• **HOW TO COMPLETE THIS TASK**:
In the listing below, please print the line that contains "VM configuration tool." and every line that follows it, exactly.
[[ PROVIDED DATA, beginning ]]
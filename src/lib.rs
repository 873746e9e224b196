//! Branch resolution and settings plumbing for the JMU CS VM configuration tool.
//!
//! `vmpull` is a terminal wrapper around `ansible-pull`: it keeps a small
//! per-user settings document (chosen git branch and remote, course roles to
//! apply), checks the chosen branch against the release codename of the
//! running distro, and warns when the combination looks wrong before handing
//! off to `ansible-pull`.
//!
//! The library half of the crate holds everything with testable behavior;
//! the `vmpull` binary is a thin presentation layer over it.

pub mod net;
pub mod release;
pub mod remote;
pub mod resolver;
pub mod roles;
pub mod settings;
pub mod styling;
[[ PROVIDED DATA, end ]]
• **ANSWER BOX**:
//! Branch resolution and settings plumbing for the JMU CS VM configuration tool.
//!
//! `vmpull` is a terminal wrapper around `ansible-pull`: it keeps a small
//! per-user settings document (chosen git branch and remote, course roles to
//! apply), checks the chosen branch against the release codename of the
//! running distro, and warns when the combination looks wrong before handing
//! off to `ansible-pull`.
//!
//! The library half of the crate holds everything with testable behavior;
//! the `vmpull` binary is a thin presentation layer over it.

pub mod net;
pub mod release;
pub mod remote;
pub mod resolver;
pub mod roles;
pub mod settings;
pub mod styling;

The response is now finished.